↓↓↓

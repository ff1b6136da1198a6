//! Translation applicator (component G): substitutes `LocalizationTableKey`
//! nodes in a labeled `s2mh` tree with their resolved text from a locale
//! map, guided by a field-selector tree.

use std::collections::BTreeMap;

use crate::errors::TranslateError;
use crate::labeled::LabeledValue;

/// A selector node: either a leaf (translate this `LocalizationTableKey`)
/// or a subtree naming further fields to recurse into.
#[derive(Debug, Clone, PartialEq)]
pub enum Selector {
    Leaf,
    Subtree(BTreeMap<String, Selector>),
}

fn subtree<const N: usize>(fields: [(&str, Selector); N]) -> Selector {
    Selector::Subtree(fields.into_iter().map(|(k, v)| (k.to_string(), v)).collect())
}

/// The built-in selector schema used when the caller passes no selector:
/// `workingSet.{name,description}`, `tileset`, `variants.{categoryName,
/// modeName, categoryDescription, modeDescription}`, and the `arcadeInfo`
/// screenshot/section/website fields.
pub fn default_selector() -> Selector {
    subtree([
        ("workingSet", subtree([("name", Selector::Leaf), ("description", Selector::Leaf)])),
        ("tileset", Selector::Leaf),
        (
            "variants",
            subtree([
                ("categoryName", Selector::Leaf),
                ("modeName", Selector::Leaf),
                ("categoryDescription", Selector::Leaf),
                ("modeDescription", Selector::Leaf),
            ]),
        ),
        (
            "arcadeInfo",
            subtree([
                ("gameInfoScreenshots", subtree([("caption", Selector::Leaf)])),
                ("howToPlayScreenshots", subtree([("caption", Selector::Leaf)])),
                (
                    "howToPlaySections",
                    subtree([("title", Selector::Leaf), ("subtitle", Selector::Leaf), ("items", Selector::Leaf)]),
                ),
                (
                    "patchNoteSections",
                    subtree([("title", Selector::Leaf), ("subtitle", Selector::Leaf), ("items", Selector::Leaf)]),
                ),
                ("website", Selector::Leaf),
            ]),
        ),
    ])
}

fn translate_localization_table_key(
    value: &mut LabeledValue,
    locale: &BTreeMap<String, String>,
    path: &str,
) -> Result<(), TranslateError> {
    let index = match value {
        LabeledValue::Null => return Ok(()),
        LabeledValue::Mapping(m) => match m.get("index") {
            Some(LabeledValue::Integer(i)) => *i,
            _ => {
                return Err(TranslateError::MissingField {
                    path: format!("{path}.index"),
                })
            }
        },
        _ => return Err(TranslateError::UnexpectedShape { path: path.to_string() }),
    };

    *value = if index == 0 {
        LabeledValue::Null
    } else {
        match locale.get(&index.to_string()) {
            Some(text) => LabeledValue::String(text.clone()),
            None => LabeledValue::Null,
        }
    };
    Ok(())
}

fn apply_subtree(
    map: &mut BTreeMap<String, LabeledValue>,
    selector: &BTreeMap<String, Selector>,
    locale: &BTreeMap<String, String>,
    path: &str,
) -> Result<(), TranslateError> {
    for (key, rule) in selector {
        let field_path = format!("{path}.{key}");
        let value = map.get_mut(key).ok_or_else(|| TranslateError::MissingField {
            path: field_path.clone(),
        })?;
        apply_rule(value, rule, locale, &field_path)?;
    }
    Ok(())
}

fn apply_rule(
    value: &mut LabeledValue,
    rule: &Selector,
    locale: &BTreeMap<String, String>,
    path: &str,
) -> Result<(), TranslateError> {
    match value {
        LabeledValue::Sequence(items) => {
            for (i, item) in items.iter_mut().enumerate() {
                apply_rule(item, rule, locale, &format!("{path}[{i}]"))?;
            }
            Ok(())
        }
        LabeledValue::Null => Ok(()),
        LabeledValue::Mapping(_) => match rule {
            Selector::Leaf => translate_localization_table_key(value, locale, path),
            Selector::Subtree(sub) => {
                let LabeledValue::Mapping(m) = value else {
                    unreachable!("matched Mapping above")
                };
                apply_subtree(m, sub, locale, path)
            }
        },
        _ => Err(TranslateError::UnexpectedShape { path: path.to_string() }),
    }
}

/// Applies a locale map onto a labeled `s2mh` tree, replacing every
/// selected `LocalizationTableKey` with its resolved text (or `Null`).
/// Returns the mutated tree.
pub fn apply_s2ml(
    mut labeled: LabeledValue,
    locale: &BTreeMap<String, String>,
    selector: Option<&Selector>,
) -> Result<LabeledValue, TranslateError> {
    let owned_default;
    let selector = match selector {
        Some(s) => s,
        None => {
            owned_default = default_selector();
            &owned_default
        }
    };

    let Selector::Subtree(top) = selector else {
        return Err(TranslateError::UnexpectedShape { path: "root".to_string() });
    };

    match &mut labeled {
        LabeledValue::Mapping(m) => apply_subtree(m, top, locale, "root")?,
        _ => return Err(TranslateError::UnexpectedShape { path: "root".to_string() }),
    }

    Ok(labeled)
}

#[cfg(test)]
mod tests {
    use super::*;

    fn localization_table_key(index: i64) -> LabeledValue {
        LabeledValue::map([
            ("color", LabeledValue::Null),
            ("table", LabeledValue::Integer(0)),
            ("index", LabeledValue::Integer(index)),
        ])
    }

    #[test]
    fn test_apply_translates_working_set_name() {
        let labeled = LabeledValue::map([(
            "workingSet",
            LabeledValue::map([
                ("name", localization_table_key(42)),
                ("description", localization_table_key(0)),
            ]),
        )]);
        let mut locale = BTreeMap::new();
        locale.insert("42".to_string(), "hello".to_string());

        let result = apply_s2ml(labeled, &locale, None).unwrap();
        let ws = result.as_mapping().unwrap()["workingSet"].as_mapping().unwrap();
        assert_eq!(ws["name"], LabeledValue::String("hello".to_string()));
        assert_eq!(ws["description"], LabeledValue::Null);
    }

    #[test]
    fn test_apply_missing_locale_entry_yields_null() {
        let labeled = LabeledValue::map([("tileset", localization_table_key(7))]);
        let locale = BTreeMap::new();

        let result = apply_s2ml(labeled, &locale, None).unwrap();
        assert_eq!(result.as_mapping().unwrap()["tileset"], LabeledValue::Null);
    }

    #[test]
    fn test_apply_recurses_into_sequences() {
        let labeled = LabeledValue::map([(
            "variants",
            LabeledValue::Sequence(vec![LabeledValue::map([
                ("categoryName", localization_table_key(1)),
                ("modeName", localization_table_key(0)),
                ("categoryDescription", localization_table_key(0)),
                ("modeDescription", localization_table_key(0)),
            ])]),
        )]);
        let mut locale = BTreeMap::new();
        locale.insert("1".to_string(), "Category".to_string());

        let result = apply_s2ml(labeled, &locale, None).unwrap();
        let variants = result.as_mapping().unwrap()["variants"].as_sequence().unwrap();
        assert_eq!(variants[0].as_mapping().unwrap()["categoryName"], LabeledValue::String("Category".to_string()));
    }
}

↑↑↑

### Work instructions
Output only the lines from the top of the entries through the one holding "use crate::labeled::LabeledValue;", copied exactly.

### Output of the exercise
repository ff1b6136da1198a6
//! Translation applicator (component G): substitutes `LocalizationTableKey`
//! nodes in a labeled `s2mh` tree with their resolved text from a locale
//! map, guided by a field-selector tree.

use std::collections::BTreeMap;

use crate::errors::TranslateError;
use crate::labeled::LabeledValue;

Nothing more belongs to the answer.